And we never do. Why is this? Are we afraid of being judged for our writing skills and found inadequate? Or will relatives be offended if we don’t paint them as saints on earth? Is it because deep in our souls we feel we have nothing worth writing? Or is it simply because daily living interferes?

If you are one of those persons juggling six or eight balls and you genuinely want to write, you can do it. Fiction, nonfiction, creative nonfiction?

I’ve been teaching creative writing for a very long time, and I like to recall a wonderful elderly lady in my creative writing classes for senior citizens when I was a young faculty member at Urbana College. One day I was teaching haiku , and she assured me after class that she would never be able to fulfill the homework assignment. My response, “Why?”

Her response, “I detest even thinking about counting syllables, placing them in a certain way on a page, and an image? I don’t even know what you mean.”

“Just try it. See what you can do.”

I knew she was bright. She was an adult during World War II, and she loved toying with words.

The next week she came to class with a smile, “Vivian, I wrote several dozen haikus.”

Now I’m not suggesting that this column is going to be about haikus. It’s not even going to be about poetry. It’s about micro-fiction, stories of no more than 300 words, as few as 100 if you’d like.

Since I started experimenting with this genre, I’ve learned that I can write a draft in five minutes or less. And when the idea for a story I want to write comes, I grab paper and pen and scribble away. I’ve written 15 such stories in November.

Have I proofed and edited them, searched for the right words in the right combination that will make my stories zing? Not yet. And my excuse is that I’ve been too busy with teaching four courses at Edison State, writing a weekly column for seven newspapers, organizing three veterans events, and teaching two courses for telecommunication employees. But I have the essence of the stories recorded. And that is critical.
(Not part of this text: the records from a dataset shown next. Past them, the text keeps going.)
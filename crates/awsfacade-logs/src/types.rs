//! Log group, stream and event types.

use chrono::{DateTime, Utc};
use serde::{Deserialize, Serialize};

use awsfacade_core::{FacadeError, FacadeResult};

/// Convert provider epoch milliseconds.
#[must_use]
pub fn from_millis(ms: i64) -> Option<DateTime<Utc>> {
    DateTime::from_timestamp_millis(ms)
}

/// A log group.
#[derive(Debug, Clone, PartialEq, Eq, Serialize, Deserialize)]
#[serde(rename_all = "camelCase")]
pub struct LogGroup {
    /// Group name.
    pub name: String,
    /// Group ARN.
    pub arn: Option<String>,
    /// Creation time.
    pub creation_time: Option<DateTime<Utc>>,
    /// Retention setting in days; `None` means never expire.
    pub retention_days: Option<i32>,
    /// Stored bytes as reported by the provider.
    pub stored_bytes: Option<u64>,
}

/// A log stream within a group.
#[derive(Debug, Clone, PartialEq, Eq, Serialize, Deserialize)]
#[serde(rename_all = "camelCase")]
pub struct LogStream {
    /// Stream name.
    pub name: String,
    /// Creation time.
    pub creation_time: Option<DateTime<Utc>>,
    /// Timestamp of the oldest event.
    pub first_event_time: Option<DateTime<Utc>>,
    /// Timestamp of the newest event.
    pub last_event_time: Option<DateTime<Utc>>,
    /// Last time events were ingested.
    pub last_ingestion_time: Option<DateTime<Utc>>,
}

/// One log event returned by a filter.
#[derive(Debug, Clone, PartialEq, Eq, Serialize, Deserialize)]
#[serde(rename_all = "camelCase")]
pub struct LogEvent {
    /// Stream the event belongs to.
    pub stream_name: Option<String>,
    /// Event timestamp.
    pub timestamp: Option<DateTime<Utc>>,
    /// Ingestion time.
    pub ingestion_time: Option<DateTime<Utc>>,
    /// Message text.
    pub message: String,
    /// Provider event id.
    pub event_id: Option<String>,
}

/// Inclusive time window, millisecond precision. Either end may be open.
#[derive(Debug, Clone, Copy, Default, PartialEq, Eq)]
pub struct TimeWindow {
    /// Earliest event timestamp to include.
    pub start: Option<DateTime<Utc>>,
    /// Latest event timestamp to include.
    pub end: Option<DateTime<Utc>>,
}

impl TimeWindow {
    /// No bounds.
    #[must_use]
    pub fn all() -> Self {
        Self::default()
    }

    /// Bounded on both ends.
    #[must_use]
    pub fn between(start: DateTime<Utc>, end: DateTime<Utc>) -> Self {
        Self {
            start: Some(start),
            end: Some(end),
        }
    }

    /// Events at or after `start`.
    #[must_use]
    pub fn since(start: DateTime<Utc>) -> Self {
        Self {
            start: Some(start),
            end: None,
        }
    }

    /// Start as epoch milliseconds.
    #[must_use]
    pub fn start_millis(&self) -> Option<i64> {
        self.start.map(|t| t.timestamp_millis())
    }

    /// End as epoch milliseconds.
    #[must_use]
    pub fn end_millis(&self) -> Option<i64> {
        self.end.map(|t| t.timestamp_millis())
    }

    /// Whether an event at `ms` falls inside the window.
    #[must_use]
    pub fn contains_millis(&self, ms: i64) -> bool {
        self.start_millis().is_none_or(|s| ms >= s) && self.end_millis().is_none_or(|e| ms <= e)
    }

    /// Reject a window whose start lies after its end.
    ///
    /// # Errors
    /// Returns [`FacadeError::InvalidInput`] for an inverted window.
    pub fn validate(&self) -> FacadeResult<()> {
        match (self.start_millis(), self.end_millis()) {
            (Some(s), Some(e)) if s > e => Err(FacadeError::invalid_input(format!(
                "time window start {s} is after end {e}"
            ))),
            _ => Ok(()),
        }
    }
}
How do I know micro-fiction might work for you? I began teaching a class this week in micro-fiction to telecommunication employees, and the response from my students has been positive. Paul Beckles, New York, writes, “I’ve begun a non-fiction one and dreamed up another. I think this is my genre.”
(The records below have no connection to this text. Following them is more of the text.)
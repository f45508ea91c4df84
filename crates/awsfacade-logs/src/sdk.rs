//! [`LogBackend`] over `aws-sdk-cloudwatchlogs`.

use async_trait::async_trait;
use aws_config::SdkConfig;
use aws_sdk_cloudwatchlogs::Client;
use awsfacade_core::{FacadeResult, Page, PageRequest, SdkResultExt};

use crate::backend::LogBackend;
use crate::types::{LogEvent, LogGroup, LogStream, TimeWindow, from_millis};

/// Log backend issuing real CloudWatch Logs requests.
#[derive(Debug, Clone)]
pub struct SdkLogs {
    client: Client,
}

impl SdkLogs {
    /// Wrap an existing client.
    #[must_use]
    pub fn new(client: Client) -> Self {
        Self { client }
    }

    /// Build a client from a shared SDK configuration.
    #[must_use]
    pub fn from_sdk_config(sdk_config: &SdkConfig) -> Self {
        Self::new(Client::new(sdk_config))
    }

    /// The underlying client.
    #[must_use]
    pub fn client(&self) -> &Client {
        &self.client
    }
}

#[async_trait]
impl LogBackend for SdkLogs {
    async fn describe_log_groups(
        &self,
        name_prefix: Option<&str>,
        page: &PageRequest,
    ) -> FacadeResult<Page<LogGroup>> {
        let resp = self
            .client
            .describe_log_groups()
            .set_log_group_name_prefix(name_prefix.map(ToOwned::to_owned))
            .set_next_token(page.token.clone())
            .set_limit(page.limit_i32())
            .send()
            .await
            .map_facade_err("describe log groups")?;

        let groups = resp
            .log_groups()
            .iter()
            .filter_map(|g| {
                Some(LogGroup {
                    name: g.log_group_name()?.to_owned(),
                    arn: g.arn().map(ToOwned::to_owned),
                    creation_time: g.creation_time().and_then(from_millis),
                    retention_days: g.retention_in_days(),
                    stored_bytes: g.stored_bytes().and_then(|b| u64::try_from(b).ok()),
                })
            })
            .collect();
        Ok(Page::new(groups, resp.next_token().map(ToOwned::to_owned)))
    }

    async fn describe_log_streams(
        &self,
        group: &str,
        stream_prefix: Option<&str>,
        page: &PageRequest,
    ) -> FacadeResult<Page<LogStream>> {
        let resp = self
            .client
            .describe_log_streams()
            .log_group_name(group)
            .set_log_stream_name_prefix(stream_prefix.map(ToOwned::to_owned))
            .set_next_token(page.token.clone())
            .set_limit(page.limit_i32())
            .send()
            .await
            .map_facade_err(format!("describe log streams of {group}"))?;

        let streams = resp
            .log_streams()
            .iter()
            .filter_map(|s| {
                Some(LogStream {
                    name: s.log_stream_name()?.to_owned(),
                    creation_time: s.creation_time().and_then(from_millis),
                    first_event_time: s.first_event_timestamp().and_then(from_millis),
                    last_event_time: s.last_event_timestamp().and_then(from_millis),
                    last_ingestion_time: s.last_ingestion_time().and_then(from_millis),
                })
            })
            .collect();
        Ok(Page::new(streams, resp.next_token().map(ToOwned::to_owned)))
    }

    async fn filter_log_events(
        &self,
        group: &str,
        pattern: &str,
        window: &TimeWindow,
        page: &PageRequest,
    ) -> FacadeResult<Page<LogEvent>> {
        let resp = self
            .client
            .filter_log_events()
            .log_group_name(group)
            .set_filter_pattern((!pattern.is_empty()).then(|| pattern.to_owned()))
            .set_start_time(window.start_millis())
            .set_end_time(window.end_millis())
            .set_next_token(page.token.clone())
            .set_limit(page.limit_i32())
            .send()
            .await
            .map_facade_err(format!("filter events of {group}"))?;

        let events = resp
            .events()
            .iter()
            .map(|e| LogEvent {
                stream_name: e.log_stream_name().map(ToOwned::to_owned),
                timestamp: e.timestamp().and_then(from_millis),
                ingestion_time: e.ingestion_time().and_then(from_millis),
                message: e.message().unwrap_or_default().to_owned(),
                event_id: e.event_id().map(ToOwned::to_owned),
            })
            .collect();
        Ok(Page::new(events, resp.next_token().map(ToOwned::to_owned)))
    }
}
My telecom students have written about a zombie apocalypse, a father with dementia, a girl who hates potato salad and tells her readers why, attendance at a funeral with a service the deceased would have hated and so much more.
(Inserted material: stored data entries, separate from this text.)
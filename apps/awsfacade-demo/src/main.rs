//! awsfacade demo - walks a bucket through its whole lifecycle.
//!
//! Creates a bucket, uploads a temporary file, downloads it back, writes a
//! second version, lists by prefix, then deletes every version and finally
//! the bucket.
//!
//! # Usage
//!
//! ```text
//! DEMO_BACKEND=memory awsfacade-demo
//! AWS_ENDPOINT_URL=http://localhost:4566 S3_FORCE_PATH_STYLE=true awsfacade-demo
//! ```
//!
//! # Environment Variables
//!
//! | Variable | Default | Description |
//! |----------|---------|-------------|
//! | `DEMO_BACKEND` | `sdk` | `sdk` or `memory` |
//! | `DEMO_BUCKET` | `awsfacade-demo-<random>` | Bucket to create and remove |
//! | `LOG_LEVEL` | `info` | Log level filter |
//! | `RUST_LOG` | *(unset)* | Fine-grained tracing filter (overrides `LOG_LEVEL`) |
//!
//! Region, endpoint and path-style settings are read by
//! [`FacadeConfig::from_env`].

use std::path::Path;

use anyhow::{Context, Result, bail};
use awsfacade_core::logging::init_tracing;
use awsfacade_core::{FacadeConfig, PageRequest};
use awsfacade_s3::{MemoryStorage, SdkStorage, StorageBackend, StorageFacade};
use tracing::info;

const DEMO_FILE: &str = "hello.txt";
const DEMO_PREFIX: &str = "demo/";

#[tokio::main]
async fn main() -> Result<()> {
    let config = FacadeConfig::from_env();
    init_tracing(&config.log_level)?;

    let bucket = std::env::var("DEMO_BUCKET").unwrap_or_else(|_| {
        let id = uuid::Uuid::new_v4().to_string()[..8].to_owned();
        format!("awsfacade-demo-{id}")
    });

    let backend = std::env::var("DEMO_BACKEND").unwrap_or_else(|_| "sdk".to_owned());
    info!(backend = %backend, bucket = %bucket, region = %config.region, "starting demo");

    match backend.as_str() {
        "memory" => run(StorageFacade::new(MemoryStorage::new(), &config), &bucket).await,
        "sdk" => {
            let sdk_config = config.load_sdk_config().await;
            let backend = SdkStorage::from_sdk_config(&sdk_config, config.force_path_style);
            run(StorageFacade::new(backend, &config), &bucket).await
        }
        other => bail!("unknown DEMO_BACKEND {other:?}, expected \"sdk\" or \"memory\""),
    }
}

async fn run<B: StorageBackend>(s3: StorageFacade<B>, bucket: &str) -> Result<()> {
    let workdir = tempfile::tempdir().context("failed to create working directory")?;
    // Keys are built from the path as given, so upload from a relative path.
    std::env::set_current_dir(workdir.path())
        .with_context(|| format!("failed to enter {}", workdir.path().display()))?;

    let handle = s3
        .get_bucket(bucket, true, None)
        .await
        .with_context(|| format!("failed to get or create bucket {bucket}"))?
        .with_context(|| format!("bucket {bucket} still missing after creation"))?;
    info!(
        bucket = %handle.name,
        created = ?handle.creation_date,
        region = ?handle.region,
        "bucket ready"
    );

    let names: Vec<String> = s3
        .list_buckets()
        .await
        .context("failed to list buckets")?
        .into_iter()
        .map(|b| b.name)
        .collect();
    info!(buckets = ?names, "buckets listed");

    s3.enable_versioning(bucket)
        .await
        .context("failed to enable versioning")?;

    write_file(DEMO_FILE, "first revision\n").await?;
    let first = s3
        .upload_object(bucket, Path::new(DEMO_FILE), Some(DEMO_PREFIX))
        .await
        .context("failed to upload first revision")?;
    info!(key = %first.key, version_id = ?first.version_id, "uploaded");

    let downloads = workdir.path().join("downloads");
    tokio::fs::create_dir_all(&downloads)
        .await
        .context("failed to create download directory")?;
    let downloaded = s3
        .download_object(bucket, &first.key, Some(&downloads), None)
        .await
        .context("failed to download object")?;
    let body = tokio::fs::read_to_string(&downloaded.path)
        .await
        .context("failed to read downloaded file")?;
    info!(path = %downloaded.path.display(), body = body.trim_end(), "downloaded");

    write_file(DEMO_FILE, "second revision\n").await?;
    let second = s3
        .upload_object(bucket, Path::new(DEMO_FILE), Some(DEMO_PREFIX))
        .await
        .context("failed to upload second revision")?;
    info!(key = %second.key, version_id = ?second.version_id, "uploaded new version");

    write_file("other.txt", "outside the prefix\n").await?;
    s3.upload_object(bucket, Path::new("other.txt"), None)
        .await
        .context("failed to upload unprefixed object")?;

    let prefixed = s3
        .list_objects(bucket, Some(DEMO_PREFIX), &PageRequest::first())
        .await
        .context("failed to list objects")?;
    info!(
        prefix = DEMO_PREFIX,
        keys = ?prefixed.items.iter().map(|o| o.key.as_str()).collect::<Vec<_>>(),
        "objects under prefix"
    );

    let versions = s3
        .list_object_versions(bucket, Some(DEMO_PREFIX), &PageRequest::first())
        .await
        .context("failed to list object versions")?;
    info!(count = versions.len(), "versions under prefix");

    let deleted = s3
        .delete_all_object_versions(bucket, None, 100)
        .await
        .context("failed to empty bucket")?;
    info!(deleted, "bucket emptied");

    let removed = s3
        .delete_buckets(Some(bucket))
        .await
        .context("failed to delete bucket")?;
    info!(removed, "demo finished");
    Ok(())
}

async fn write_file(path: &str, contents: &str) -> Result<()> {
    tokio::fs::write(path, contents)
        .await
        .with_context(|| format!("failed to write {path}"))
}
I want to share with you a selection of micro-fiction written by one of my students, J.K. Metz, Minnesota:

Vultures

The once bustling big- box store is only a shadow of its former self. My footfalls make faint echoing sounds as I walk across the filthy tile. Half of what remains is torn-up boxes and bubble wrap. The customers descend on the other half made up of merchandise and store fixtures to gobble them up.

“Hey, you,” a nasally woman shouts.

I instinctively look in her direction.

“Yeah, you. Is your best price?” She jostles a box with a picture of a toaster oven on it.

“Sorry, I–”

The woman cuts me off. “You know that’s the problem with these liquidation sales. You’ve got to get rid of it, but you don’t mark it down enough.”

“I don’t work here,” I blurt.

“Well, damn it. You shouldn’t dress in those colors to shop here.” She waddles off in search of a new victim.

Ready to try the genre? Want to see more samples? Order “New Micro Exceptionally Short Fiction,” edited by James Thomas and Robert Scotellaro, available on Amazon.

Need to be in a writing group to motivate yourself? Call your local library, community college, YWCA to see what’s available. Or start your own group at your neighborhood community center. I’m teaching a fiction writing class at Edison State spring semester. I’m looking forward to all those sessions on alternate Wednesday evenings when we sit in a circle and discuss what we’ve written.

Comments: [email protected]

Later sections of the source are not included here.